Discovery of skeletal and non-skeletal phenotypic characteristics in the UK population using genetic variants identified from musculoskeletal cases in the 100,000 (100K) Genomes Project.

Principal Investigator: Dr Alistair Pagnamenta
Approved Research ID: 56533
Approval date: January 15th 2020

Lay summary

This application is part of a larger project to find the disease-causing genes in patients with rare bone diseases. There are almost 500 types of rare inherited bone disorders. These disorders are caused by changes in genes that stop bones growing normally. For a third of rare bone diseases, we do not know which gene is involved. The NHS 100K Genomes Project has been set up study the genes of patients with rare diseases ,to help provide a diagnosis for these families. Once the gene causing the disease is found, researchers can use this new knowledge to develop better tests and treatments for the rare disease but also for patients with commoner bone conditions such as osteoporosis and osteoarthritis, a major public health benefit.
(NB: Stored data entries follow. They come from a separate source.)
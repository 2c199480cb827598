use std::io;
use std::time::Instant;

use futures::{Async, Future};
use tokio_core::reactor::{Handle, Timeout};


/// Reactor timer that follows the deadline of an `IdleTimeoutWatchdog`
///
/// The watchdog itself knows nothing about the event loop, this keeps one
/// `Timeout` registered for its current deadline so the connection task is
/// woken up when the deadline passes.
pub struct IdleTimer {
    handle: Handle,
    timeout: Option<(Timeout, Instant)>,
}

impl IdleTimer {
    pub fn new(handle: &Handle) -> IdleTimer {
        IdleTimer {
            handle: handle.clone(),
            timeout: None,
        }
    }
    /// Registers the current task for `deadline`
    ///
    /// Returns `true` if the deadline has already passed, so the caller
    /// must check the watchdog again instead of going to sleep.
    pub fn poll_deadline(&mut self, deadline: Option<Instant>)
        -> io::Result<bool>
    {
        let deadline = match deadline {
            Some(deadline) => deadline,
            None => {
                self.timeout = None;
                return Ok(false);
            }
        };
        match self.timeout {
            Some((ref mut timeout, ref mut at)) => {
                if *at != deadline {
                    timeout.reset(deadline);
                    *at = deadline;
                }
            }
            None => {
                let timeout = Timeout::new_at(deadline, &self.handle)?;
                self.timeout = Some((timeout, deadline));
            }
        }
        match self.timeout {
            Some((ref mut timeout, _)) => match timeout.poll()? {
                Async::Ready(()) => Ok(true),
                Async::NotReady => Ok(false),
            },
            None => Ok(false),
        }
    }
}
//! Render integration errors.

use thiserror::Error;

use crate::host::HostError;

/// Errors from material, environment and post-chain setup.
#[derive(Error, Debug)]
pub enum RenderError {
    #[error(transparent)]
    Host(#[from] HostError),

    #[error(transparent)]
    Shader(#[from] sheen_shaders::ShaderError),

    #[error(transparent)]
    Lut(#[from] sheen_brdf::LutError),

    #[error(transparent)]
    Core(#[from] sheen_core::Error),

    /// Requested feature is not implemented.
    #[error("Not supported: {0}")]
    Unsupported(String),
}

/// Result type alias.
pub type Result<T> = std::result::Result<T, RenderError>;
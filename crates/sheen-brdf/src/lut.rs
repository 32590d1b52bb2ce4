//! BRDF lookup table generation.

use std::path::PathBuf;
use std::time::Instant;

use glam::Vec2;
use rayon::prelude::*;
use sheen_core::constants::{
    BASE_SAMPLE_COUNT, DEFAULT_INPUT_FILE, DEFAULT_LUT_FILE, DEFAULT_LUT_HEIGHT, DEFAULT_LUT_WIDTH,
};
use tracing::info;

use crate::error::{LutError, Result};
use crate::input::ParameterMap;
use crate::integrate::{integrate_texel, sample_count_for_scale, SampleSequence, SplitSum};
use crate::output::save_lut;

/// Where per-texel roughness and sample counts come from.
#[derive(Debug, Clone, PartialEq, Eq)]
pub enum LutSource {
    /// Red/green channels of an image drive roughness and sample scale.
    Image(PathBuf),
    /// Classic analytic table: roughness along `u`, view cosine along `v`,
    /// full sample count everywhere.
    Uniform,
}

/// LUT generation configuration.
#[derive(Debug, Clone)]
pub struct LutConfig {
    /// Parameter source.
    pub source: LutSource,
    /// Output image path; the format follows the extension.
    pub output: PathBuf,
    /// Output width in texels.
    pub width: u32,
    /// Output height in texels.
    pub height: u32,
    /// Sample point set.
    pub sequence: SampleSequence,
}

impl Default for LutConfig {
    fn default() -> Self {
        Self {
            source: LutSource::Image(PathBuf::from(DEFAULT_INPUT_FILE)),
            output: PathBuf::from(DEFAULT_LUT_FILE),
            width: DEFAULT_LUT_WIDTH,
            height: DEFAULT_LUT_HEIGHT,
            sequence: SampleSequence::Hammersley,
        }
    }
}

impl LutConfig {
    /// Create a configuration with default settings.
    pub fn new() -> Self {
        Self::default()
    }

    /// Read parameters from the given image.
    pub fn with_input(mut self, path: impl Into<PathBuf>) -> Self {
        self.source = LutSource::Image(path.into());
        self
    }

    /// Generate the classic analytic table instead of reading an image.
    pub fn uniform(mut self) -> Self {
        self.source = LutSource::Uniform;
        self
    }

    /// Set the output path.
    pub fn with_output(mut self, path: impl Into<PathBuf>) -> Self {
        self.output = path.into();
        self
    }

    /// Set the output dimensions.
    pub fn with_size(mut self, width: u32, height: u32) -> Self {
        self.width = width;
        self.height = height;
        self
    }

    /// Set the sample point set.
    pub fn with_sequence(mut self, sequence: SampleSequence) -> Self {
        self.sequence = sequence;
        self
    }
}

/// In-memory split-sum table, row-major, row 0 holding the smallest `v`.
#[derive(Debug, Clone, PartialEq)]
pub struct LutImage {
    width: u32,
    height: u32,
    texels: Vec<SplitSum>,
}

impl LutImage {
    /// Wrap texels computed elsewhere.
    pub fn from_texels(width: u32, height: u32, texels: Vec<SplitSum>) -> Result<Self> {
        if texel_count(width, height)? != texels.len() {
            return Err(LutError::InvalidSize { width, height });
        }
        Ok(Self {
            width,
            height,
            texels,
        })
    }

    /// Output dimensions.
    pub fn dimensions(&self) -> (u32, u32) {
        (self.width, self.height)
    }

    /// Texel at `(x, y)`.
    pub fn get(&self, x: u32, y: u32) -> SplitSum {
        self.texels[(y * self.width + x) as usize]
    }

    /// All texels in row-major order.
    pub fn texels(&self) -> &[SplitSum] {
        &self.texels
    }

    /// Interleaved `[a, b, a, b, ...]` floats, ready for an RG32F upload.
    pub fn as_rg32f(&self) -> &[f32] {
        bytemuck::cast_slice(&self.texels)
    }
}

fn texel_count(width: u32, height: u32) -> Result<usize> {
    if width == 0 || height == 0 {
        return Err(LutError::InvalidSize { width, height });
    }
    (width as usize)
        .checked_mul(height as usize)
        .ok_or(LutError::InvalidSize { width, height })
}

/// Normalized coordinates of the center of texel `(x, y)`.
#[inline]
fn texel_center(x: u32, y: u32, width: u32, height: u32) -> Vec2 {
    Vec2::new(
        (x as f32 + 0.5) / width as f32,
        (y as f32 + 0.5) / height as f32,
    )
}

/// Evaluate `f` for every texel, one rayon task per row.
fn compute<F>(width: u32, height: u32, f: F) -> Result<LutImage>
where
    F: Fn(Vec2) -> SplitSum + Sync,
{
    let mut texels = vec![SplitSum::ZERO; texel_count(width, height)?];

    texels
        .par_chunks_mut(width as usize)
        .enumerate()
        .for_each(|(y, row)| {
            let _span = tracing::trace_span!("lut_row", row = y).entered();
            for (x, texel) in row.iter_mut().enumerate() {
                *texel = f(texel_center(x as u32, y as u32, width, height));
            }
        });

    LutImage::from_texels(width, height, texels)
}

/// Compute a table driven by a parameter map.
///
/// The view cosine axis is stretched by the map's aspect ratio; parameters
/// are looked up at the unstretched texel coordinates.
pub fn compute_from_map(
    map: &ParameterMap,
    width: u32,
    height: u32,
    sequence: SampleSequence,
) -> Result<LutImage> {
    let aspect = map.aspect_ratio();
    compute(width, height, |uv| {
        let (roughness, scale) = map.sample(uv);
        integrate_texel(
            uv.x,
            uv.y * aspect,
            roughness,
            sample_count_for_scale(scale),
            sequence,
        )
    })
}

/// Compute the classic analytic table (roughness along `u`, view cosine along `v`).
pub fn compute_uniform(width: u32, height: u32, sequence: SampleSequence) -> Result<LutImage> {
    compute(width, height, |uv| {
        integrate_texel(uv.x, uv.y, uv.x, BASE_SAMPLE_COUNT, sequence)
    })
}

/// Generate a table according to `config` and write it to `config.output`.
///
/// Inputs are resolved before any work starts; the output file is only
/// touched once the whole table has been computed.
pub fn generate(config: &LutConfig) -> Result<LutImage> {
    let started = Instant::now();

    let lut = match &config.source {
        LutSource::Image(path) => {
            let map = ParameterMap::open(path)?;
            info!(
                "Computing {}x{} BRDF LUT from {}",
                config.width,
                config.height,
                path.display()
            );
            compute_from_map(&map, config.width, config.height, config.sequence)?
        }
        LutSource::Uniform => {
            info!(
                "Computing {}x{} uniform BRDF LUT",
                config.width, config.height
            );
            compute_uniform(config.width, config.height, config.sequence)?
        }
    };

    save_lut(&lut, &config.output)?;
    info!(
        "BRDF LUT written to {} in {:.2?}",
        config.output.display(),
        started.elapsed()
    );
    Ok(lut)
}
Already, two treatments for osteoporosis, which affects 3.5 million people in the UK, were found through studying a rare bone disease that affects fewer 1:100,000 people. In the 100K Genomes project, we usually find differences in many genes that could be causing the patient's rare bone disease. Researchers then have to look for additional clues to help select the most likely gene(s) to take forward into more complex experiments. While big changes to the gene often cause major problems for patients, smaller changes in genes can cause smaller differences in otherwise healthy patients. The aim of this application is to take the list of genes found in the 100K project for people with rare bone diseases and see if in UK Biobank, small differences in these genes are linked to differences in other bone characteristics such as height, frequency of fractures, dental history, bone density or with effects on other body systems such as hearing. This project will run for five years.